On Tue, May 17, 2011 at 08:28:02AM +0800, Wantao Liu wrote:
> On 5/15/2011 4:53 PM, Michael Moore wrote:
> > On Fri, May 13, 2011 at 09:01:19PM +0800, Wantao wrote:
> >> Hi guys,
> >>
> >> I am a PVFS2 newbie and made some performance tests using IOZone, but the 
> >> results puzzle me. I have 16 machines. One is meta data server, and other 
> >> 15 machines are both PVFS2 IO servers and clients.  Each client machine 
> >> runs one IOZone process, so the aggregate performance is measured. Those 
> >> machines are configured as follows: one Intel i7-860 processor, 16GB DDR3 
> >> memory and 1TB SATA hard disk. They are connected through a gigabit 
> >> Ethernet switch. The OS is Debian Lenny (2.6.26 kernel). The PVFS2 is 
> >> 2.8.2 with default configuration.
> >>
> >> The IOZone command used is: ./iozone -i 0 -i 1 -i 2 -r 4m -s 32g -t 15 -+m 
> >> pvfs_client_list. Since the memory capacity for each machine is 16GB, so I 
> >> set the test file size to 32GB to exercise the PVFS2 heavily. The result 
> >> is listed below:
> > Did you have a chance to try other thread counts than 15? Specifically,
> > I think 4 (or 8 if hyper-threading enabled) per client would be
> > interesting just as a point of reference. Typically higher numbers are
> > seen when running with multiple threads per node.
> I have numbers for 2 and 4 threads per client.

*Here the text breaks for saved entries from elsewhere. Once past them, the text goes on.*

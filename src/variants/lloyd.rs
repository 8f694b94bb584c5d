use crate::empty_cluster::ClusterSums;
use crate::{ClusterEngine, DistanceFunction, Point, Primitive};

pub(crate) struct Lloyd<T: Primitive> {
	_p: std::marker::PhantomData<T>
}
impl<T: Primitive> Lloyd<T> {
    /// Calculate the mean of every cluster under the current assignment.
    fn update_centroids<D: DistanceFunction<T>>(engine: &ClusterEngine<'_, T, D>) -> Vec<Point<T>> {
        let state = &engine.state;
        let sums = ClusterSums::new(&engine.points, &state.assignments, state.k);
        engine.empty_cluster_policy.resolve(sums, &engine.points, &state.assignments,
            &state.centroid_distances, &state.centroids)
    }

    /// One Lloyd iteration on the engine's state.
    pub fn step<D: DistanceFunction<T>>(engine: &mut ClusterEngine<'_, T, D>) {
        let new_centroids = Self::update_centroids(engine);

        // Judged against the centroids before the update
        let threshold = engine.convergence_threshold;
        let changed = new_centroids.iter().zip(engine.state.centroids.iter())
            .any(|(new, old)| engine.distance.distance(new, old) > threshold);

        engine.state.centroids = new_centroids;
        let new_distsum = engine.update_cluster_assignments();
        engine.state.converged = !changed;
        engine.state.iteration += 1;

		// Notify subscriber about finished iteration
        (engine.iteration_done)(&engine.state, engine.state.iteration, new_distsum);
        engine.state.distsum = new_distsum;

        log::trace!("iteration {}: distsum {:e}, centroids {:?}", engine.state.iteration, new_distsum, engine.state.centroids);
        if engine.state.converged {
            log::info!("converged after {} iterations", engine.state.iteration);
        }
    }
}
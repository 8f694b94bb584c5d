use crate::{Point, Primitive};
use std::cmp::Ordering;

/// Enum with possible policies for clusters that lost all of their samples during an iteration.
/// The mean of an empty cluster is undefined, each policy decides what the centroid becomes.
#[derive(Clone, Copy, Debug, PartialEq, Eq, Default)]
pub enum EmptyClusterPolicy {
	/// The starved centroid keeps its previous position.
	#[default]
	Freeze,
	/// Divide by zero, like a naive mean would. The centroid becomes `(NaN, NaN)`.
	/// ## Note
	/// NaN distances never exceed the convergence threshold, so a NaN centroid is never counted as moved
	/// and no sample is ever assigned to it again.
	Propagate,
	/// Move the starved centroid onto the sample farthest away from its own centroid, taken from a
	/// cluster that keeps at least one other sample. That sample is removed from its previous cluster's mean.
	/// Falls back to [`EmptyClusterPolicy::Freeze`] when no cluster can spare a sample.
	StealFarthest
}

/// Running per-cluster coordinate sums, from which the new centroids are derived.
pub(crate) struct ClusterSums<T: Primitive> {
	pub sums: Vec<(T, T)>,
	pub frequency: Vec<usize>
}
impl<T: Primitive> ClusterSums<T> {
	pub fn new(points: &[Point<T>], assignments: &[usize], k: usize) -> Self {
		let mut sums = vec![(T::zero(), T::zero()); k];
		let mut frequency = vec![0usize; k];
		points.iter().zip(assignments.iter().cloned())
			.for_each(|(p, c)| {
				sums[c].0 += p.x;
				sums[c].1 += p.y;
				frequency[c] += 1;
			});
		Self { sums, frequency }
	}

	fn mean(&self, c: usize) -> Point<T> {
		// 0/0 yields NaN for empty clusters
		let cnt = T::from(self.frequency[c]).unwrap_or_else(T::zero);
		Point::new(self.sums[c].0 / cnt, self.sums[c].1 / cnt)
	}
}

impl EmptyClusterPolicy {
	/// Calculate the new centroids from the cluster sums, resolving starved clusters according to this policy.
	/// ## Arguments
	/// - **sums**: Coordinate sums and frequencies of the current assignment
	/// - **points**: The dataset
	/// - **assignments**: Current assignment of every sample
	/// - **centroid_distances**: Every sample's distance to its assigned centroid
	/// - **old_centroids**: Centroids the current assignment was computed against
	pub(crate) fn resolve<T: Primitive>(&self, mut sums: ClusterSums<T>, points: &[Point<T>], assignments: &[usize],
				centroid_distances: &[T], old_centroids: &[Point<T>]) -> Vec<Point<T>> {
		let starved: Vec<usize> = (0..old_centroids.len()).filter(|&c| sums.frequency[c] == 0).collect();
		if !starved.is_empty() {
			log::warn!("clusters {:?} have no samples assigned, applying {:?}", starved, self);
		}
		let mut frozen = vec![false; old_centroids.len()];
		match self {
			EmptyClusterPolicy::Propagate => {},
			EmptyClusterPolicy::Freeze => starved.iter().for_each(|&c| frozen[c] = true),
			EmptyClusterPolicy::StealFarthest if !starved.is_empty() => {
				let mut assignments = assignments.to_vec();
				let mut distance_sorted_samples: Vec<usize> = (0..points.len()).collect();
				distance_sorted_samples.sort_by(
					|&i1, &i2| centroid_distances[i1].partial_cmp(&centroid_distances[i2]).unwrap_or(Ordering::Equal));

				for &c in starved.iter() {
					// Find the sample with the highest distance to its centroid, that is not alone in its cluster
					let candidate = distance_sorted_samples.iter().rev().cloned()
						.find(|&s| sums.frequency[assignments[s]] > 1);
					match candidate {
						Some(sample_id) => {
							let prev = assignments[sample_id];
							let p = points[sample_id];
							sums.frequency[prev] -= 1;
							sums.sums[prev].0 -= p.x;
							sums.sums[prev].1 -= p.y;
							// Chosen sample is the single member of the starved cluster
							sums.frequency[c] = 1;
							sums.sums[c] = (p.x, p.y);
							assignments[sample_id] = c;
						},
						None => frozen[c] = true
					}
				}
			},
			EmptyClusterPolicy::StealFarthest => {}
		}
		(0..old_centroids.len())
			.map(|c| if frozen[c] { old_centroids[c] } else { sums.mean(c) })
			.collect()
	}
}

Both of them also have 
> the three questions I mentioned and all three test results have similar 
> trends.
> >> Record Size 4096 KB
> >>      File size set to 33554432 KB
> >>      Network distribution mode enabled.
> >>      Command line used: ./iozone -i 0 -i 1 -i 2 -r 4m -s 32g -t 15 -+m 
> >> pvfs_client_list
> >>      Output is in Kbytes/sec
> >>      Time Resolution = 0.000001 seconds.

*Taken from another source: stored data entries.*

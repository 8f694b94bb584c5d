use env_logger::Env;
use std::time::Duration;
use stepmeans::*;

fn main() {
    env_logger::init_from_env(Env::default().default_filter_or("info"));

    let method = std::env::args().nth(1).unwrap_or_else(|| "kmeans++".to_string());
    let k: usize = std::env::args().nth(2).and_then(|v| v.parse().ok()).unwrap_or(3);
    let init: Initialization<f64> = match method.parse() {
        Ok(init) => init,
        Err(e) => {
            eprintln!("{}", e);
            std::process::exit(1);
        }
    };
    if init.is_manual() {
        eprintln!("use the manual_seeds demo for manual initialization");
        std::process::exit(1);
    }

    let samples: Vec<Point<f64>> = dataset::generate_default(&mut rand::thread_rng());
    let conf = KMeansConfig::<f64>::build()
        .iteration_done(&|s, nr, new_distsum|
            println!("Iteration {} - Error: {:.2} -> {:.2} | Improvement: {:.2}",
                nr, s.distsum, new_distsum, s.distsum - new_distsum))
        .max_steps(100)
        .build();

    let mut session = match Session::new(samples, k, init, conf) {
        Ok(session) => session.on_converged(|r| println!("KMeans has converged after {} iterations", r.iteration)),
        Err(e) => {
            eprintln!("{}", e);
            std::process::exit(1);
        }
    };
    match session.run_to_convergence(Duration::from_millis(250), |r| println!("Centroids: {:?}", r.centroids)) {
        Ok(result) => println!("Cluster-Assignments: {:?}", result.assignments),
        Err(e) => eprintln!("{}", e)
    }
}
/// Headless control surface around a [`ClusterEngine`].
///
/// A session owns the dataset, the chosen k and initialization method, and walks through
/// `idle -> (collecting manual seeds) -> running -> converged`. It creates engines lazily, tracks
/// manual seed selection, notifies exactly once per run about convergence, and hands out
/// [`RunTicket`]s so a loop that outlived a reset can not touch the new run.
///
/// ## Example
/// ```rust
/// use stepmeans::*;
/// use rand::prelude::*;
/// use std::time::Duration;
///
/// let mut rnd = StdRng::seed_from_u64(7);
/// let samples: Vec<Point<f64>> = dataset::generate_default(&mut rnd);
/// let conf = KMeansConfig::build().random_generator(rnd).build();
/// let mut session = Session::new(samples, 3, Initialization::KMeansPlusPlus, conf).unwrap()
///     .on_converged(|r| println!("converged after {} iterations", r.iteration));
/// let last = session.run_to_convergence(Duration::ZERO, |r| println!("distsum: {}", r.distsum)).unwrap();
/// assert!(last.converged);
/// ```
pub struct Session<'a, T: Primitive> {
    dataset: Vec<Point<T>>,
    k: usize,
    init: Initialization<T>,
    config: KMeansConfig<'a, T>,
    stage: Stage<'a, T>,
    generation: u64,
    notified: bool,
    notifier: ConvergedCallbackFn<'a, T>
}
impl<'a, T: Primitive> Session<'a, T> {
    /// Create a new session. With [`Initialization::Manual`], the session starts collecting seeds; seeds
    /// already contained in the variant are added right away (at most k of them).
    pub fn new(dataset: Vec<Point<T>>, k: usize, init: Initialization<T>, config: KMeansConfig<'a, T>) -> Result<Self> {
        if k < 1 {
            return Err(Error::InvalidClusterCount { k });
        }
        if dataset.is_empty() {
            return Err(Error::EmptyDataset);
        }
        let manual_seeds = match &init {
            Initialization::Manual(seeds) => Some(seeds.clone()),
            _ => None
        };
        let mut session = Self {
            dataset, k, init,
            config,
            stage: Stage::Idle,
            generation: 0,
            notified: false,
            notifier: Box::new(|r: &StepReport<T>| log::info!("k-means has converged after {} iterations", r.iteration))
        };
        if let Some(seeds) = manual_seeds {
            session.begin_manual();
            for s in seeds.into_iter().take(k) {
                session.add_seed(s)?;
            }
        }
        Ok(session)
    }

    /// Set the callback invoked once per run, on the step that first observes convergence.
    pub fn on_converged<F: FnMut(&StepReport<T>) + 'a>(mut self, notifier: F) -> Self {
        self.notifier = Box::new(notifier); self
    }

    pub fn dataset(&self) -> &[Point<T>] { &self.dataset }

    pub fn k(&self) -> usize { self.k }

    pub fn initialization(&self) -> &Initialization<T> { &self.init }

    pub fn generation(&self) -> u64 { self.generation }

    /// Ticket for the current generation, to be passed to [`Session::step_with`].
    pub fn ticket(&self) -> RunTicket {
        RunTicket { generation: self.generation }
    }

    /// The engine of the current run, if one was started.
    pub fn engine(&self) -> Option<&ClusterEngine<'a, T>> {
        match &self.stage {
            Stage::Running(engine) => Some(engine),
            _ => None
        }
    }

    /// Manual seeds selected so far; empty when not collecting.
    pub fn seeds(&self) -> &[Point<T>] {
        match &self.stage {
            Stage::Collecting(seeds) => seeds.as_slice(),
            _ => &[]
        }
    }

    pub fn is_collecting(&self) -> bool { matches!(self.stage, Stage::Collecting(_)) }

    pub fn has_converged(&self) -> bool {
        self.engine().map(|e| e.has_converged()).unwrap_or(false)
    }

    fn invalidate(&mut self) {
        self.generation += 1;
        self.stage = Stage::Idle;
        self.notified = false;
    }

    /// Drop the current run (engine, seeds and convergence notice), keeping dataset, k and method.
    pub fn reset(&mut self) {
        if self.init.is_manual() {
            self.init = Initialization::Manual(Vec::new());
        }
        self.invalidate();
        log::debug!("session reset, generation {}", self.generation);
    }

    /// Replace the dataset and reset.
    pub fn regenerate(&mut self, dataset: Vec<Point<T>>) -> Result<()> {
        if dataset.is_empty() {
            return Err(Error::EmptyDataset);
        }
        self.dataset = dataset;
        self.reset();
        Ok(())
    }

    /// Change k and the initialization method, then reset. Choosing the manual method starts seed collection.
    pub fn reconfigure(&mut self, k: usize, init: Initialization<T>) -> Result<()> {
        if k < 1 {
            return Err(Error::InvalidClusterCount { k });
        }
        self.k = k;
        if init.is_manual() {
            self.begin_manual();
        } else {
            self.init = init;
            self.reset();
        }
        Ok(())
    }

    /// Switch to manual initialization and start collecting seeds from scratch.
    pub fn begin_manual(&mut self) {
        self.init = Initialization::Manual(Vec::new());
        self.invalidate();
        self.stage = Stage::Collecting(Vec::with_capacity(self.k));
    }

    /// Add one manual seed. Once k seeds are present, the engine is initialized from them.
    pub fn add_seed(&mut self, seed: Point<T>) -> Result<SeedProgress> {
        let seeds = match &mut self.stage {
            Stage::Collecting(seeds) => seeds,
            _ => return Err(Error::NotCollecting)
        };
        seeds.push(seed);
        if seeds.len() < self.k {
            return Ok(SeedProgress::Collecting { have: seeds.len(), need: self.k });
        }
        let init = Initialization::Manual(std::mem::take(seeds));
        let engine = ClusterEngine::new(self.dataset.clone(), self.k, &init, &self.config)?;
        self.init = init;
        self.stage = Stage::Running(engine);
        Ok(SeedProgress::Ready)
    }

    /// Create the engine of this run without iterating, so the initial centroids can be shown.
    pub fn initialize(&mut self) -> Result<&EngineState<T>> {
        Ok(self.running_engine()?.state())
    }

    fn running_engine(&mut self) -> Result<&mut ClusterEngine<'a, T>> {
        if let Stage::Idle = self.stage {
            if self.init.is_manual() {
                return Err(Error::SeedsIncomplete { have: 0, need: self.k });
            }
            let engine = ClusterEngine::new(self.dataset.clone(), self.k, &self.init, &self.config)?;
            self.stage = Stage::Running(engine);
        }
        match &mut self.stage {
            Stage::Running(engine) => Ok(engine),
            Stage::Collecting(seeds) => Err(Error::SeedsIncomplete { have: seeds.len(), need: self.k }),
            Stage::Idle => Err(Error::SeedsIncomplete { have: 0, need: self.k })
        }
    }

    /// Advance the current run by one iteration, creating the engine first if needed.
    /// Once converged, the last state is returned without iterating again.
    pub fn step(&mut self) -> Result<StepReport<T>> {
        self.step_with(self.ticket())
    }

    /// Like [`Session::step`], but refuses to act on behalf of a loop started before the last reset.
    pub fn step_with(&mut self, ticket: RunTicket) -> Result<StepReport<T>> {
        if ticket.generation != self.generation {
            return Err(Error::StaleRun { ticket: ticket.generation, current: self.generation });
        }
        let engine = self.running_engine()?;
        if engine.has_converged() {
            return Ok(StepReport::from_state(engine.state()));
        }
        let mut report = StepReport::from_state(engine.iterate());
        if report.converged && !self.notified {
            self.notified = true;
            report.just_converged = true;
            (self.notifier)(&report);
        }
        Ok(report)
    }

    /// Step until convergence, sleeping `delay` between steps and handing every report to `on_step`.
    /// Stops early after [`KMeansConfig::max_steps`] steps, if set.
    /// ## Returns
    /// The report of the last step taken.
    pub fn run_to_convergence<F: FnMut(&StepReport<T>)>(&mut self, delay: Duration, mut on_step: F) -> Result<StepReport<T>> {
        let ticket = self.ticket();
        let mut steps = 0;
        loop {
            let report = self.step_with(ticket)?;
            steps += 1;
            on_step(&report);
            if report.converged {
                return Ok(report);
            }
            if self.config.max_steps.map(|max| steps >= max).unwrap_or(false) {
                log::warn!("stopping after {} steps without convergence", steps);
                return Ok(report);
            }
            if !delay.is_zero() {
                std::thread::sleep(delay);
            }
        }
    }
}
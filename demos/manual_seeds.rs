use env_logger::Env;
use stepmeans::*;

fn main() -> Result<()> {
    env_logger::init_from_env(Env::default().default_filter_or("debug"));

    let samples = points(&[(0.0f64, 0.0), (0.0, 1.0), (10.0, 10.0), (10.0, 11.0), (-8.0, 6.0), (-7.5, 6.5)]);
    let mut session = Session::new(samples, 3, Initialization::Manual(Vec::new()), KMeansConfig::default())?;

    // Seeds arrive one click at a time
    for seed in points(&[(1.0, 1.0), (9.0, 9.0), (-6.0, 5.0)]) {
        match session.add_seed(seed)? {
            SeedProgress::Collecting { have, need } => println!("selected {} of {} centroids", have, need),
            SeedProgress::Ready => println!("all centroids selected"),
        }
    }

    loop {
        let report = session.step()?;
        println!("Iteration {}: centroids {:?} assignments {:?}", report.iteration, report.centroids, report.assignments);
        if report.converged {
            break;
        }
    }
    Ok(())
}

> >>      Processor cache size set to 1024 Kbytes.
> >>      Processor cache line size set to 32 bytes.
> >>      File stride size set to 17 * record size.

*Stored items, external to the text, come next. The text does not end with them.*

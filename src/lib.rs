//! # stepmeans - API documentation
//!
//! Stepmeans is a small rust library for interactive k-means clustering of 2D points.
//!
//! ## Design target
//! Its main target is observability of the algorithm rather than throughput: a clustering run can be
//! advanced one Lloyd iteration at a time, and after every step the current centroids and cluster
//! assignments can be read back (e.g. to re-render a chart). Everything is single-threaded and synchronous.
//!
//! ## Supported centroid initializations
//! The outcome of each K-Means run depends on the initialization of its clusters. There exist
//! multiple algorithms for this initialization, most of which are based on at least some
//! degree of randomness. For a list of implemented initialization methods, see [`Initialization`].
//!
//! ## Supported primitive types
//! - [`f32`]
//! - [`f64`]
//!
//! ## Example
//! Here is an example stepping through a k-means run, using farthest-first initialization:
//!
//! ```rust
//! use stepmeans::*;
//! use rand::prelude::*;
//!
//! let mut rnd = StdRng::seed_from_u64(1337);
//! let samples: Vec<Point<f64>> = dataset::generate_default(&mut rnd);
//!
//! let conf = KMeansConfig::build().random_generator(rnd).build();
//! let mut engine = ClusterEngine::new(samples, 3, &Initialization::FarthestFirst, &conf).unwrap();
//! while !engine.has_converged() {
//!     let state = engine.iterate();
//!     println!("Iteration {} - Error: {:.2}", state.iteration, state.distsum);
//! }
//! println!("Centroids: {:?}", engine.centroids());
//! println!("Cluster-Assignments: {:?}", engine.assignments());
//! ```
//!
//! ## Example (using the status event callbacks)
//! ```rust
//! use stepmeans::*;
//!
//! let samples = points(&[(0.0f64, 0.0), (0.0, 1.0), (10.0, 10.0), (10.0, 11.0)]);
//! let conf = KMeansConfig::<f64>::build()
//!     .init_done(&|s| println!("Initialization completed: {:?}", s.centroids))
//!     .iteration_done(&|s, nr, new_distsum|
//!         println!("Iteration {} - Error: {:.2} -> {:.2} | Improvement: {:.2}",
//!             nr, s.distsum, new_distsum, s.distsum - new_distsum))
//!     .build();
//!
//! let seeds = points(&[(0.0, 0.0), (10.0, 10.0)]);
//! let mut engine = ClusterEngine::new(samples, 2, &Initialization::Manual(seeds), &conf).unwrap();
//! engine.iterate();
//! engine.iterate();
//! assert!(engine.has_converged());
//! ```
//!
//! ## Short API-Overview / Description
//! The [`ClusterEngine`] owns a dataset and the state of one clustering run ([`EngineState`]). It is created
//! already initialized: the centroids were drawn according to the chosen [`Initialization`] and every sample
//! was assigned to its nearest centroid. [`ClusterEngine::iterate`] performs one Lloyd iteration, and
//! [`ClusterEngine::has_converged`] reports whether the last iteration left all centroids in place.
//!
//! Clusters that lose all of their samples are handled according to the configured [`EmptyClusterPolicy`].
//!
//! Front ends that want the full interactive workflow (collecting manual seeds one at a time, stepping or
//! running to convergence with a delay, resetting and regenerating the dataset) use a [`Session`].

#[macro_use] mod helpers;
mod point;
mod error;
mod api;
mod distances;
mod empty_cluster;
mod variants;
mod session;
pub mod inits;
pub mod dataset;

pub use api::{assign_clusters, ClusterEngine, EngineState, InitDoneCallbackFn, IterationDoneCallbackFn, KMeansConfig, KMeansConfigBuilder, Phase};
pub use distances::{DistanceFunction, EuclideanDistance};
pub use empty_cluster::EmptyClusterPolicy;
pub use error::{Error, Result};
pub use inits::Initialization;
pub use point::{points, Point, Primitive};
pub use session::{ConvergedCallbackFn, RunTicket, SeedProgress, Session, StepReport};
use num::{NumCast, Zero, Float};
use std::{
    fmt::{Debug, Display, LowerExp}, iter::Sum, ops::{AddAssign, SubAssign}
};
use rand::distributions::uniform::SampleUniform;

pub trait Primitive: AddAssign + Sum + SubAssign + Zero + Float + NumCast + SampleUniform
                + PartialOrd + Copy + Default + Display + Debug + LowerExp + 'static {}
impl Primitive for f32 {}
impl Primitive for f64 {}


/// A single sample in the 2D plane.
///
/// Points are plain values. A dataset is an ordered `Vec<Point<T>>` that is never mutated once
/// it was handed to a [`crate::ClusterEngine`].
#[derive(Clone, Copy, Debug, Default, PartialEq)]
pub struct Point<T: Primitive> {
    pub x: T,
    pub y: T
}
impl<T: Primitive> Point<T> {
    pub fn new(x: T, y: T) -> Self {
        Self { x, y }
    }

    /// Whether any of the two coordinates is NaN (e.g. the mean of an empty cluster).
    pub fn is_nan(&self) -> bool {
        self.x.is_nan() || self.y.is_nan()
    }
}
impl<T: Primitive> From<(T, T)> for Point<T> {
    fn from((x, y): (T, T)) -> Self {
        Self { x, y }
    }
}
impl<T: Primitive> Display for Point<T> {
    fn fmt(&self, f: &mut std::fmt::Formatter<'_>) -> std::fmt::Result {
        write!(f, "({:.4}, {:.4})", self.x, self.y)
    }
}


/// Convenience for building a dataset out of coordinate tuples.
pub fn points<T: Primitive>(coords: &[(T, T)]) -> Vec<Point<T>> {
    coords.iter().cloned().map(Point::from).collect()
}
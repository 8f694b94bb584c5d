mod euclideandistance;

use crate::{Point, Primitive};

pub use euclideandistance::EuclideanDistance;

/// Metric used for both cluster assignment and the initialization heuristics.
pub trait DistanceFunction<T: Primitive> {
    fn distance(&self, a: &Point<T>, b: &Point<T>) -> T;
}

> >>      Throughput test with 15 processes
> >>      Each process writes a 33554432 Kbyte file in 4096 Kbyte records
> >>
> >>      Test running:
> >>      Children see throughput for 15 initial writers     =  785775.56 KB/sec
> >>      Min throughput per process             =   50273.01 KB/sec
> >>      Max throughput per process             =   53785.79 KB/sec
> >>      Avg throughput per process             =   52385.04 KB/sec
> >>      Min xfer                     = 31375360.00 KB
> >>
> >>      Test running:
> >>      Children see throughput for 15 rewriters     =  612876.38 KB/sec
> >>      Min throughput per process             =   39466.78 KB/sec
> >>      Max throughput per process             =   41843.63 KB/sec
> >>      Avg throughput per process             =   40858.43 KB/sec
> >>      Min xfer                     = 31649792.00 KB
> >>
> >>      Test running:
> >>      Children see throughput for 15 readers         =  366397.27 KB/sec
> >>      Min throughput per process             =    9371.45 KB/sec
> >>      Max throughput per process             =   29229.74 KB/sec
> >>      Avg throughput per process             =   24426.48 KB/sec
> >>      Min xfer                     = 10760192.00 KB
> >>
> >>      Test running:
> >>      Children see throughput for 15 re-readers     =  370985.14 KB/sec
> >>      Min throughput per process             =    9850.98 KB/sec
> >>      Max throughput per process             =   29660.86 KB/sec
> >>      Avg throughput per process             =   24732.34 KB/sec
> >>      Min xfer                     = 11145216.00 KB
> >>
> >>      Test running:
> >>      Children see throughput for 15 random readers     =  257970.32 KB/sec
> >>      Min throughput per process             =    8147.65 KB/sec
> >>      Max throughput per process             =   20084.32 KB/sec
> >>      Avg throughput per process             =   17198.02 KB/sec
> >>      Min xfer                     = 13615104.00 KB
> >>
> >>      Test running:
> >>      Children see throughput for 15 random writers     =  376059.73 KB/sec
> >>      Min throughput per process             =   24060.38 KB/sec
> >>      Max throughput per process             =   26446.96 KB/sec
> >>      Avg throughput per process             =   25070.65 KB/sec
> >>      Min xfer                     = 30527488.00 KB
> >>
> >> I have three questions:
> >>   1. Why does write outperforms rewrite significantly? According to  
> >> IOZone's document, rewrite is supposed to perform better, since it  writes 
> >> to a file which already exists, and the metadata is already  there.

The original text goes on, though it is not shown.